Exercise instructions:
Check each line of the records below for the word "Validation" and copy those where it appears.

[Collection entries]
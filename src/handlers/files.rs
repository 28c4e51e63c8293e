//! File attachments on deliveries and NCEs.
//!
//! Both parents share one implementation; every operation is authorized
//! against the parent record (Read to list or download, Update to upload or
//! delete).

use axum::{
    Json,
    extract::{Multipart, Path, State},
    http::header,
    response::{IntoResponse, Response},
};
use uuid::Uuid;

use super::{load_delivery, load_nce};
use crate::{
    AppState,
    auth::AuthUser,
    error::{AppError, AppResult},
    models::{FileParent, FileRecord, MessageResponse, NewFile},
    policy::{self, Action, Ownership},
    storage::{StorageService, clean_filename, object_key},
};

/// UploadForm
///
/// Documentation-only schema for the multipart body. Repeat `files` to attach
/// several files in one request.
#[derive(utoipa::ToSchema)]
#[allow(dead_code)]
pub struct UploadForm {
    #[schema(value_type = Vec<String>, format = Binary)]
    files: Vec<Vec<u8>>,
    /// `true` marks the uploads as receipts.
    is_receipt: Option<bool>,
}

struct Upload {
    filename: String,
    content_type: Option<String>,
    bytes: Vec<u8>,
}

async fn authorize_parent(
    state: &AppState,
    actor: &AuthUser,
    parent: FileParent,
    action: Action,
) -> AppResult<()> {
    match parent {
        FileParent::Delivery(id) => {
            let delivery = load_delivery(state.repo.as_ref(), id).await?;
            policy::authorize(actor, action, policy::Resource::Delivery, &Ownership::from(&delivery))
        }
        FileParent::Nce(id) => {
            let nce = load_nce(state.repo.as_ref(), id).await?;
            policy::authorize(actor, action, policy::Resource::Nce, &Ownership::from(&nce))
        }
    }
}

/// The file record, provided it hangs off `parent`.
async fn load_attached(state: &AppState, parent: FileParent, file_id: Uuid) -> AppResult<FileRecord> {
    state
        .repo
        .get_file(file_id)
        .await?
        .filter(|file| file.parent() == Some(parent))
        .ok_or_else(|| AppError::not_found("File"))
}

fn is_truthy(value: &str) -> bool {
    matches!(value.trim().to_ascii_lowercase().as_str(), "true" | "1" | "yes" | "on")
}

/// remove_blobs
///
/// Best-effort removal of the stored objects behind `files`. Failures are
/// logged; the caller deletes the records regardless.
pub(crate) async fn remove_blobs(storage: &dyn StorageService, files: &[FileRecord]) {
    for file in files {
        if let Err(err) = storage.delete_object(&file.storage_key).await {
            tracing::warn!(file_id = %file.id, key = %file.storage_key, error = %err, "Failed to delete blob");
        }
    }
}

async fn list(state: &AppState, actor: &AuthUser, parent: FileParent) -> AppResult<Vec<FileRecord>> {
    authorize_parent(state, actor, parent, Action::Read).await?;
    state.repo.list_files(parent).await
}

async fn upload(
    state: &AppState,
    actor: &AuthUser,
    parent: FileParent,
    mut multipart: Multipart,
) -> AppResult<Vec<FileRecord>> {
    authorize_parent(state, actor, parent, Action::Update).await?;

    let mut uploads = Vec::new();
    let mut is_receipt = false;
    while let Some(field) = multipart
        .next_field()
        .await
        .map_err(|e| AppError::Validation(format!("Malformed multipart body: {e}")))?
    {
        match field.name() {
            Some("files" | "file") => {
                let filename = clean_filename(field.file_name().unwrap_or_default());
                let content_type = field.content_type().map(str::to_string);
                let bytes = field
                    .bytes()
                    .await
                    .map_err(|e| AppError::Validation(format!("Failed to read upload: {e}")))?;
                uploads.push(Upload {
                    filename,
                    content_type,
                    bytes: bytes.to_vec(),
                });
            }
            Some("is_receipt") => {
                let value = field
                    .text()
                    .await
                    .map_err(|e| AppError::Validation(format!("Malformed is_receipt field: {e}")))?;
                is_receipt = is_truthy(&value);
            }
            _ => {}
        }
    }

    if uploads.is_empty() {
        return Err(AppError::Validation("No files provided".to_string()));
    }

    let folder = parent.folder();
    let mut stored = Vec::with_capacity(uploads.len());
    for upload in uploads {
        let key = object_key(&folder, &upload.filename);
        state
            .storage
            .put_object(&key, upload.bytes, upload.content_type.as_deref())
            .await?;

        let record = state
            .repo
            .create_file(NewFile {
                parent,
                filename: upload.filename,
                storage_key: key,
                is_receipt,
            })
            .await?;
        tracing::info!(file_id = %record.id, key = %record.storage_key, user_id = %actor.id, "File uploaded");
        stored.push(record);
    }

    Ok(stored)
}

async fn download(
    state: &AppState,
    actor: &AuthUser,
    parent: FileParent,
    file_id: Uuid,
) -> AppResult<Response> {
    authorize_parent(state, actor, parent, Action::Read).await?;
    let file = load_attached(state, parent, file_id).await?;

    let bytes = state
        .storage
        .get_object(&file.storage_key)
        .await?
        .ok_or_else(|| AppError::NotFound("File not found on disk".to_string()))?;

    let disposition = format!("attachment; filename=\"{}\"", file.filename.replace('"', ""));
    Ok((
        [
            (header::CONTENT_TYPE, "application/octet-stream".to_string()),
            (header::CONTENT_DISPOSITION, disposition),
        ],
        bytes,
    )
        .into_response())
}

async fn delete(
    state: &AppState,
    actor: &AuthUser,
    parent: FileParent,
    file_id: Uuid,
) -> AppResult<MessageResponse> {
    authorize_parent(state, actor, parent, Action::Update).await?;
    let file = load_attached(state, parent, file_id).await?;

    remove_blobs(state.storage.as_ref(), std::slice::from_ref(&file)).await;
    if !state.repo.delete_file(file.id).await? {
        return Err(AppError::not_found("File"));
    }

    tracing::info!(file_id = %file.id, user_id = %actor.id, "File deleted");
    Ok(MessageResponse::new("File deleted successfully"))
}

// --- Delivery attachments ---

/// list_delivery_files
///
/// [Authenticated Route]
#[utoipa::path(
    get,
    path = "/deliveries/{id}/files",
    params(("id" = Uuid, Path, description = "Delivery ID")),
    responses(
        (status = 200, description = "Attached files", body = [FileRecord]),
        (status = 403, description = "Not authorized"),
        (status = 404, description = "Delivery not found")
    )
)]
pub async fn list_delivery_files(
    actor: AuthUser,
    State(state): State<AppState>,
    Path(id): Path<Uuid>,
) -> AppResult<Json<Vec<FileRecord>>> {
    Ok(Json(list(&state, &actor, FileParent::Delivery(id)).await?))
}

/// upload_delivery_files
///
/// [Authenticated Route] Multipart upload; each `files` part becomes one
/// record stored under `deliveries/<id>/`.
#[utoipa::path(
    post,
    path = "/deliveries/{id}/files",
    params(("id" = Uuid, Path, description = "Delivery ID")),
    request_body(content = UploadForm, content_type = "multipart/form-data"),
    responses(
        (status = 200, description = "Stored files", body = [FileRecord]),
        (status = 400, description = "No files provided"),
        (status = 403, description = "Not authorized"),
        (status = 404, description = "Delivery not found")
    )
)]
pub async fn upload_delivery_files(
    actor: AuthUser,
    State(state): State<AppState>,
    Path(id): Path<Uuid>,
    multipart: Multipart,
) -> AppResult<Json<Vec<FileRecord>>> {
    Ok(Json(upload(&state, &actor, FileParent::Delivery(id), multipart).await?))
}

/// download_delivery_file
///
/// [Authenticated Route] Streams the stored bytes back as an attachment.
#[utoipa::path(
    get,
    path = "/deliveries/{id}/files/{file_id}/download",
    params(
        ("id" = Uuid, Path, description = "Delivery ID"),
        ("file_id" = Uuid, Path, description = "File ID")
    ),
    responses(
        (status = 200, description = "File content", content_type = "application/octet-stream"),
        (status = 403, description = "Not authorized"),
        (status = 404, description = "File not found, or not found on disk")
    )
)]
pub async fn download_delivery_file(
    actor: AuthUser,
    State(state): State<AppState>,
    Path((id, file_id)): Path<(Uuid, Uuid)>,
) -> AppResult<Response> {
    download(&state, &actor, FileParent::Delivery(id), file_id).await
}

/// delete_delivery_file
///
/// [Authenticated Route]
#[utoipa::path(
    delete,
    path = "/deliveries/{id}/files/{file_id}",
    params(
        ("id" = Uuid, Path, description = "Delivery ID"),
        ("file_id" = Uuid, Path, description = "File ID")
    ),
    responses(
        (status = 200, description = "Deleted", body = MessageResponse),
        (status = 403, description = "Not authorized"),
        (status = 404, description = "File not found")
    )
)]
pub async fn delete_delivery_file(
    actor: AuthUser,
    State(state): State<AppState>,
    Path((id, file_id)): Path<(Uuid, Uuid)>,
) -> AppResult<Json<MessageResponse>> {
    Ok(Json(delete(&state, &actor, FileParent::Delivery(id), file_id).await?))
}

// --- NCE attachments ---

/// list_nce_files
///
/// [Authenticated Route]
#[utoipa::path(
    get,
    path = "/nces/{id}/files",
    params(("id" = Uuid, Path, description = "NCE ID")),
    responses(
        (status = 200, description = "Attached files", body = [FileRecord]),
        (status = 403, description = "Not authorized"),
        (status = 404, description = "NCE not found")
    )
)]
pub async fn list_nce_files(
    actor: AuthUser,
    State(state): State<AppState>,
    Path(id): Path<Uuid>,
) -> AppResult<Json<Vec<FileRecord>>> {
    Ok(Json(list(&state, &actor, FileParent::Nce(id)).await?))
}

/// upload_nce_files
///
/// [Authenticated Route] Evidence for an NCE; stored under `nces/<id>/`.
#[utoipa::path(
    post,
    path = "/nces/{id}/files",
    params(("id" = Uuid, Path, description = "NCE ID")),
    request_body(content = UploadForm, content_type = "multipart/form-data"),
    responses(
        (status = 200, description = "Stored files", body = [FileRecord]),
        (status = 400, description = "No files provided"),
        (status = 403, description = "Not authorized"),
        (status = 404, description = "NCE not found")
    )
)]
pub async fn upload_nce_files(
    actor: AuthUser,
    State(state): State<AppState>,
    Path(id): Path<Uuid>,
    multipart: Multipart,
) -> AppResult<Json<Vec<FileRecord>>> {
    Ok(Json(upload(&state, &actor, FileParent::Nce(id), multipart).await?))
}

/// download_nce_file
///
/// [Authenticated Route]
#[utoipa::path(
    get,
    path = "/nces/{id}/files/{file_id}/download",
    params(
        ("id" = Uuid, Path, description = "NCE ID"),
        ("file_id" = Uuid, Path, description = "File ID")
    ),
    responses(
        (status = 200, description = "File content", content_type = "application/octet-stream"),
        (status = 403, description = "Not authorized"),
        (status = 404, description = "File not found, or not found on disk")
    )
)]
pub async fn download_nce_file(
    actor: AuthUser,
    State(state): State<AppState>,
    Path((id, file_id)): Path<(Uuid, Uuid)>,
) -> AppResult<Response> {
    download(&state, &actor, FileParent::Nce(id), file_id).await
}

/// delete_nce_file
///
/// [Authenticated Route]
#[utoipa::path(
    delete,
    path = "/nces/{id}/files/{file_id}",
    params(
        ("id" = Uuid, Path, description = "NCE ID"),
        ("file_id" = Uuid, Path, description = "File ID")
    ),
    responses(
        (status = 200, description = "Deleted", body = MessageResponse),
        (status = 403, description = "Not authorized"),
        (status = 404, description = "File not found")
    )
)]
pub async fn delete_nce_file(
    actor: AuthUser,
    State(state): State<AppState>,
    Path((id, file_id)): Path<(Uuid, Uuid)>,
) -> AppResult<Json<MessageResponse>> {
    Ok(Json(delete(&state, &actor, FileParent::Nce(id), file_id).await?))
}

Written response:
        .map_err(|e| AppError::Validation(format!("Malformed multipart body: {e}")))?
                    .map_err(|e| AppError::Validation(format!("Failed to read upload: {e}")))?;
                    .map_err(|e| AppError::Validation(format!("Malformed is_receipt field: {e}")))?;
        return Err(AppError::Validation("No files provided".to_string()));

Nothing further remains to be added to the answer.